I emerged from my car one day after these remarks, and I experienced a similar coolness and the result has been an inner response of a complete and utter shutdown to any attempt to communicate with them.
I have this kind off attitude which runneth, that hell will freezeth over before I make any attempt first to speak.
Silly, silly, foolish, attitude.
Similarly, I had a few words with a member of the choir over a request he made of me to call a mutual friend on his behalf which I refused to do.
He and I have been fine since the exchange, but his wife cast me a glance – I say a glance of poison – and I felt my body stiffen and resolve that under no circumstances would I speak or look at her until she had made amends.
Silly, silly, churlish attitude.
In the weeks that followed, keeping up my promise to blank her, I could not be sure that the poison glance had even been directed at me.

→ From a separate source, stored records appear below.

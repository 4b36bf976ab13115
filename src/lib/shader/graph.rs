//! Flat, arena-backed [Graph] of material expression nodes.
//!
//! Nodes never own each other: every link between two nodes is a [NodeId] indexing into the
//! graph's arena, and the name table only ever maps a [Name] to the latest node declared with it.

use crate::{color::LinearColor, texture::Texture, vector::Vec2};

use std::{
    borrow::Borrow,
    collections::{HashMap, HashSet},
    fmt,
    marker::PhantomData,
    str::FromStr,
};

use derive_more::Display;

macro_rules! node_kinds {
    { $($(#[$attr:meta])* $kind:ident $([$($socket:literal),+])?),+ $(,)? } => {
        #[derive(Clone, Copy, Debug, PartialEq, Eq, Hash, PartialOrd, Ord)]
        /// Every node kind a description line can instantiate.
        pub enum NodeKind {
            $(
                $(#[$attr])*
                $kind,
            )+
        }

        impl NodeKind {
            /// All kinds, in registration order.
            pub const ALL: &'static [NodeKind] = &[$(NodeKind::$kind),+];

            /// Keyword used in description lines.
            pub fn as_str(&self) -> &'static str {
                match self {
                    $(NodeKind::$kind => stringify!($kind),)+
                }
            }

            /// Sub-inputs which can be bound later on through a compound `<node><socket>`
            /// slot name.
            pub fn sockets(&self) -> &'static [&'static str] {
                match self {
                    $(NodeKind::$kind => &[$($($socket),+)?],)+
                }
            }
        }

        impl FromStr for NodeKind {
            type Err = String;

            fn from_str(s: &str) -> Result<Self, Self::Err> {
                Ok(match s {
                    $(stringify!($kind) => Self::$kind,)+
                    other => Err(format!("Unrecognized node kind `{other}`."))?,
                })
            }
        }
    };
}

Last week, out of the corner of my eye, I saw her walking towards me with intent.
I froze inside, I didn’t know which way to turn, there was no way to avoid the conversation.
It was an olive branch – would I be so kind as to assist her with some new duties she had taken on at church which she knew I was familiar with.
My heart racing, and resisting the ridiculous urge to say that I would not, thankfully responded with politeness and a smile that of course I would be happy to help.
The olive branch was accepted, the impasse broken and to my shame, by her, not me.
And yet, in the hours after the exchange, I wanted desperately to cling on to the hurt and the humiliation of the poison glance and I felt weak for capitulating to her olive branch.
Silly, silly, obstinate attitude.
These feelings of lingering hurt, have there origins in the suffering I experienced as a teenager, struggling to find my identity, struggling to feel safe, struggling to find the acceptance of others whilst not understanding self.
These recent feelings, are a throwback to a less happier time, a time which should have been happier, but I must not allow this type of destructive thinking to cloud my future too.
Olive branch accepted.
Perhaps now, it is time, to extend my own olive branch towards my next door neighbours.